== What needs to be done ==
Lines in the listing below containing the string "EXISTS" are to be identified and copied.

== Record extracts ==
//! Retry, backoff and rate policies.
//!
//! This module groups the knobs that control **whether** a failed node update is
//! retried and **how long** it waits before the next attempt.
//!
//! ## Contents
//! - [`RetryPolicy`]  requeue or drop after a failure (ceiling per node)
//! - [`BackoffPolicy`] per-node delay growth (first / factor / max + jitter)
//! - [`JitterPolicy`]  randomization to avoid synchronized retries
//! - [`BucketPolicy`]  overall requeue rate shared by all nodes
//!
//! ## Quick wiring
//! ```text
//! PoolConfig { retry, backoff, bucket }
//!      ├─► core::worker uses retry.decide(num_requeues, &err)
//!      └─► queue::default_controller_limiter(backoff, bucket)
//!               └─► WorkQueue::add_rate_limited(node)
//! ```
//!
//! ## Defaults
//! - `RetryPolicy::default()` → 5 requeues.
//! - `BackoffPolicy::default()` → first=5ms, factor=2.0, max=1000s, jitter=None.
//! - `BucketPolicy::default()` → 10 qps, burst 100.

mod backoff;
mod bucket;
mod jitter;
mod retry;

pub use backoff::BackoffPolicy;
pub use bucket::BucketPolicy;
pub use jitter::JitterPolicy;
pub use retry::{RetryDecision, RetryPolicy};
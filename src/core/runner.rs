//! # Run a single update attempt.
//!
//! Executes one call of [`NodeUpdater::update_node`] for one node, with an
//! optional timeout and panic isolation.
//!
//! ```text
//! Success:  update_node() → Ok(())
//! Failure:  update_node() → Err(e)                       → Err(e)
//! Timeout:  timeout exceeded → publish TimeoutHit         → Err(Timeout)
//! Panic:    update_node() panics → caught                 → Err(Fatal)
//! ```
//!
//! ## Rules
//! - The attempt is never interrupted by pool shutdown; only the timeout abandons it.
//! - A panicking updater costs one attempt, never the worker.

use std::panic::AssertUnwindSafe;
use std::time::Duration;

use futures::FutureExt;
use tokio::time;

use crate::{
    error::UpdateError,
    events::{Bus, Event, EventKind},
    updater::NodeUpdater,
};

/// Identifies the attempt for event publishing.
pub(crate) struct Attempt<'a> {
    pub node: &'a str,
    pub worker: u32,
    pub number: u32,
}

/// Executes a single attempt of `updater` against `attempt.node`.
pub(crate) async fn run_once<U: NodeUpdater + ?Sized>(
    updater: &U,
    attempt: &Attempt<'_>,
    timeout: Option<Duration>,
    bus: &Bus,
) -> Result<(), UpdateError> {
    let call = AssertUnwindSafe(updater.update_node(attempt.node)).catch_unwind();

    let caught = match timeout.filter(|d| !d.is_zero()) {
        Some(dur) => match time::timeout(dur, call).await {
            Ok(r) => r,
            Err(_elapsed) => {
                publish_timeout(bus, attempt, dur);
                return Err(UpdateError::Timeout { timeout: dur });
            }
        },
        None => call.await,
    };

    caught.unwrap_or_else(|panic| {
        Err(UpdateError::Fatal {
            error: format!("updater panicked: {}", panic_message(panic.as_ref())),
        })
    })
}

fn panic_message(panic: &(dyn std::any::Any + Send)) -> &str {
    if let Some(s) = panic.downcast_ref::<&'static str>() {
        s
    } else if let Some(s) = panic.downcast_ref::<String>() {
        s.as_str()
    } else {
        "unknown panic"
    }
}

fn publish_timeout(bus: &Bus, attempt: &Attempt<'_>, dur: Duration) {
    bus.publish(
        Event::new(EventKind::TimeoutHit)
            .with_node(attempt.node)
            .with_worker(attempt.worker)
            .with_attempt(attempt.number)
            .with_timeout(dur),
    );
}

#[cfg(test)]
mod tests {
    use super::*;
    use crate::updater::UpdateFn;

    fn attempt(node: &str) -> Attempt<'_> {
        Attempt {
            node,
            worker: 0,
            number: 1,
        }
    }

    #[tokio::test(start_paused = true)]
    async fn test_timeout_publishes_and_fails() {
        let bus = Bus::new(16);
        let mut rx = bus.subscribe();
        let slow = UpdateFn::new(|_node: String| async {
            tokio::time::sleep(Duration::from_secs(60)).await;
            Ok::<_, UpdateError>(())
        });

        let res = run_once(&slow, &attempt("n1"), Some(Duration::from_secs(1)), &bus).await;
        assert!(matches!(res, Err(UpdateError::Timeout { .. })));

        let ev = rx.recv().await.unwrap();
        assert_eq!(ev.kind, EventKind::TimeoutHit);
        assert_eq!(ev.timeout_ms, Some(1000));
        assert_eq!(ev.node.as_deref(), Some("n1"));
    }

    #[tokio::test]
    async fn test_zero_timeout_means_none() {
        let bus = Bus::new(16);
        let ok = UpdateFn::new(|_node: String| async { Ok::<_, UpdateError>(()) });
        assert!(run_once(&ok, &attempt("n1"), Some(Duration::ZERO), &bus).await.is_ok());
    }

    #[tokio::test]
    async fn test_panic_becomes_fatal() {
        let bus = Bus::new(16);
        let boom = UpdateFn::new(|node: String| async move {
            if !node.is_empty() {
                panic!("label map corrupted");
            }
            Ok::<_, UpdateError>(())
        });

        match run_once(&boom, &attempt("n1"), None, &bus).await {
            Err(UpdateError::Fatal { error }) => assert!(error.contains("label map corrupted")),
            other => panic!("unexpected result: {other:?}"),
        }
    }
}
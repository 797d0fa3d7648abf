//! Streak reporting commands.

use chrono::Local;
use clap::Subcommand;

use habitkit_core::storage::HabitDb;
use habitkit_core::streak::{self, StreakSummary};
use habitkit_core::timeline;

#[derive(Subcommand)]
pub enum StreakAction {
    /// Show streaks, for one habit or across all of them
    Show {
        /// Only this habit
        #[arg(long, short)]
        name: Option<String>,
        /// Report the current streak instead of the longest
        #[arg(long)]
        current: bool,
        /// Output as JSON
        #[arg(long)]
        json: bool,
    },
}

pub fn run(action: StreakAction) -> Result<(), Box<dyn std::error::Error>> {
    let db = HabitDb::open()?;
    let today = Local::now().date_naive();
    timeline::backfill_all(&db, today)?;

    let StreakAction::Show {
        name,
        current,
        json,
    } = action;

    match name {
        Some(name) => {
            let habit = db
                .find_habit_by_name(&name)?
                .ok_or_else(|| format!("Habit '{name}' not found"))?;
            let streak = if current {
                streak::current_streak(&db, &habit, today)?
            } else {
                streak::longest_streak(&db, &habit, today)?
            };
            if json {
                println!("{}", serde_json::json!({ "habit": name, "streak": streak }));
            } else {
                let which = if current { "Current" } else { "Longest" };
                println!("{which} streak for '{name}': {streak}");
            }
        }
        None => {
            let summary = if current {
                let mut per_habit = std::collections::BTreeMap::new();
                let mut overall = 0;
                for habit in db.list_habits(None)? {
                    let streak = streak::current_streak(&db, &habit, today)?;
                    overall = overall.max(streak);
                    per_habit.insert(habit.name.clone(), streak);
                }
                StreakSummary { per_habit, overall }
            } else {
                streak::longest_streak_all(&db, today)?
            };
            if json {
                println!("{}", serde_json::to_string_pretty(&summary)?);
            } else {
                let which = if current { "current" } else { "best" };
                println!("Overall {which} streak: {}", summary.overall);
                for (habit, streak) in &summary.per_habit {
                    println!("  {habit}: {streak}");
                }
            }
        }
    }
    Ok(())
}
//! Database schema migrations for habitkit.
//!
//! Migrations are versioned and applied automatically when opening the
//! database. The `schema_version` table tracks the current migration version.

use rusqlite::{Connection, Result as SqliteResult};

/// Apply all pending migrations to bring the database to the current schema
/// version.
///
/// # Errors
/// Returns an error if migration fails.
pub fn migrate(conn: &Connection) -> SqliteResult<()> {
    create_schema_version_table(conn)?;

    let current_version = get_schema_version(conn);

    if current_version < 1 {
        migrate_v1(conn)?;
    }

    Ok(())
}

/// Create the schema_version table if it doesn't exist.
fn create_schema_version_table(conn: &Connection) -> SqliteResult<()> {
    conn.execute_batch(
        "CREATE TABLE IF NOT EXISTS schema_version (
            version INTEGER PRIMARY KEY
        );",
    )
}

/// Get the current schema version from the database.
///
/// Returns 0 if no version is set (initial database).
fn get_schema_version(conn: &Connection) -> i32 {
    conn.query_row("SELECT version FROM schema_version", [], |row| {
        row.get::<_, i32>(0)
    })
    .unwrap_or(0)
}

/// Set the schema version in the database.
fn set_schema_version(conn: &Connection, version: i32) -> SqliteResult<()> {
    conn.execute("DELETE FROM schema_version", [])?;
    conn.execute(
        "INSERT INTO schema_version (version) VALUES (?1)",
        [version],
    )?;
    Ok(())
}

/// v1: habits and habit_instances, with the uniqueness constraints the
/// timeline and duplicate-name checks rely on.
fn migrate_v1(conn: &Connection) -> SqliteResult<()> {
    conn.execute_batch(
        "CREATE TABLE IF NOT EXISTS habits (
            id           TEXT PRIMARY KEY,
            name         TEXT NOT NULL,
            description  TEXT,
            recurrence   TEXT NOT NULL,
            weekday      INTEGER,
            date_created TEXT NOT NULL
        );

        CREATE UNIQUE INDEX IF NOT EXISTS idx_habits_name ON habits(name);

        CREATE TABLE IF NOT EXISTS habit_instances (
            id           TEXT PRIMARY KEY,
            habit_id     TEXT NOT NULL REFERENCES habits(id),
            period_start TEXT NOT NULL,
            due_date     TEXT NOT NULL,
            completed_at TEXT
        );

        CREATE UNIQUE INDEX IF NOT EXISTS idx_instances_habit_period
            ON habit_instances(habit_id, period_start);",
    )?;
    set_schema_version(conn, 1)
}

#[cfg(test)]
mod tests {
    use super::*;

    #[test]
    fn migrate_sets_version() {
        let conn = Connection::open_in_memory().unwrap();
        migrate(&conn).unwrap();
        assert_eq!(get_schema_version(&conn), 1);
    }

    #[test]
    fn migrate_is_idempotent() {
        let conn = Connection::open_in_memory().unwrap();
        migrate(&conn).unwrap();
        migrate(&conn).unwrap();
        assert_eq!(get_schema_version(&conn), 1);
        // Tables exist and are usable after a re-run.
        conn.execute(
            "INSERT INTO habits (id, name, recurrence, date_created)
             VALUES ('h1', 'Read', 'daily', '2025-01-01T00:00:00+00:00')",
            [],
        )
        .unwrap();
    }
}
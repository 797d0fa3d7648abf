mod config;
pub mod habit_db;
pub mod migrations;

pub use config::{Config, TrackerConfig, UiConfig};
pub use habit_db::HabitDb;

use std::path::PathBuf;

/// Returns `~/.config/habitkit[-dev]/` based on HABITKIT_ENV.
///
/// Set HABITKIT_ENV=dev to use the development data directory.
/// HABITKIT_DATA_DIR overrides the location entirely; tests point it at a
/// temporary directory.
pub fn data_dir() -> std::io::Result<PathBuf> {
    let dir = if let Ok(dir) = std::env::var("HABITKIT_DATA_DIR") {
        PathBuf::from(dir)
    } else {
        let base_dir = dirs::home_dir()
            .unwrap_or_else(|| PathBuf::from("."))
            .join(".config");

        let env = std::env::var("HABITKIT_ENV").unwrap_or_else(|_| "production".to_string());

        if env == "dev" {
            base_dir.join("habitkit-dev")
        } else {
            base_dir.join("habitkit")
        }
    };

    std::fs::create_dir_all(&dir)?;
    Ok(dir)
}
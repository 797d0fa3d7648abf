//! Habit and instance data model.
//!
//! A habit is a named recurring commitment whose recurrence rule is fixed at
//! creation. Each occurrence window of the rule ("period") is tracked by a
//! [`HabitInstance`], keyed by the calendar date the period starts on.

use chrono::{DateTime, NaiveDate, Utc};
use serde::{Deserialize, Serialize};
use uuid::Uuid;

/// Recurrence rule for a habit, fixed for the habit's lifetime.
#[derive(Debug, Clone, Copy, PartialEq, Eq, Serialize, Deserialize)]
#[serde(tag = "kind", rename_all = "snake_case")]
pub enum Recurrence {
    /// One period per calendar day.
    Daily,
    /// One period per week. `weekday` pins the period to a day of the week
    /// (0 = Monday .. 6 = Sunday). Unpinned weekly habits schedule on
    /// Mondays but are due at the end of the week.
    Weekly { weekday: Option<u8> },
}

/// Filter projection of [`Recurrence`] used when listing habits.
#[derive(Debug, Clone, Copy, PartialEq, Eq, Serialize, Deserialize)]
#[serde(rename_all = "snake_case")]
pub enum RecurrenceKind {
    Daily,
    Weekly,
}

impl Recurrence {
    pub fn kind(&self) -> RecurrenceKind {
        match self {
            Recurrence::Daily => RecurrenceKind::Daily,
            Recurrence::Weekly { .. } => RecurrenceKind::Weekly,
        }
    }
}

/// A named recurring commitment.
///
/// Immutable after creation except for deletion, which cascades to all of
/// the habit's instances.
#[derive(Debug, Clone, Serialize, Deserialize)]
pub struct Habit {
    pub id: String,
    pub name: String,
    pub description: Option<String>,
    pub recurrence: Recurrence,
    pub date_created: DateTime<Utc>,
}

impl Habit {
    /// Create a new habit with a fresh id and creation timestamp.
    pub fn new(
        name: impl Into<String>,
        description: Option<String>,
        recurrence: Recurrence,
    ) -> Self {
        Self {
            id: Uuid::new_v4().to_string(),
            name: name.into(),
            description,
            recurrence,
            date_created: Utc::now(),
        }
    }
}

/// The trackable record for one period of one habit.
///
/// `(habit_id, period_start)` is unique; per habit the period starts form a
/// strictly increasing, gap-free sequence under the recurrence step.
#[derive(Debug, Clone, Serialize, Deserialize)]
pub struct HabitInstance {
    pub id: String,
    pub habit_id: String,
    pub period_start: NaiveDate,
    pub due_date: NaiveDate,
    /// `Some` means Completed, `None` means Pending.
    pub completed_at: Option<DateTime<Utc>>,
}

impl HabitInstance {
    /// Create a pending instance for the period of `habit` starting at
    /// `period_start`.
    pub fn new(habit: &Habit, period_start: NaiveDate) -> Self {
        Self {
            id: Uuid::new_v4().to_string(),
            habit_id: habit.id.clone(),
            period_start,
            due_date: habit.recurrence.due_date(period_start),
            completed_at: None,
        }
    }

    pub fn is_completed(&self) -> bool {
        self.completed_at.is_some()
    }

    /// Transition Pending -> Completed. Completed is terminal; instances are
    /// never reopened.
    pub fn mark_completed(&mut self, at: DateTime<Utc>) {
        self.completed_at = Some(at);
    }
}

== Output for this task ==
        "CREATE TABLE IF NOT EXISTS schema_version (
        "CREATE TABLE IF NOT EXISTS habits (
        CREATE UNIQUE INDEX IF NOT EXISTS idx_habits_name ON habits(name);
        CREATE TABLE IF NOT EXISTS habit_instances (
        CREATE UNIQUE INDEX IF NOT EXISTS idx_instances_habit_period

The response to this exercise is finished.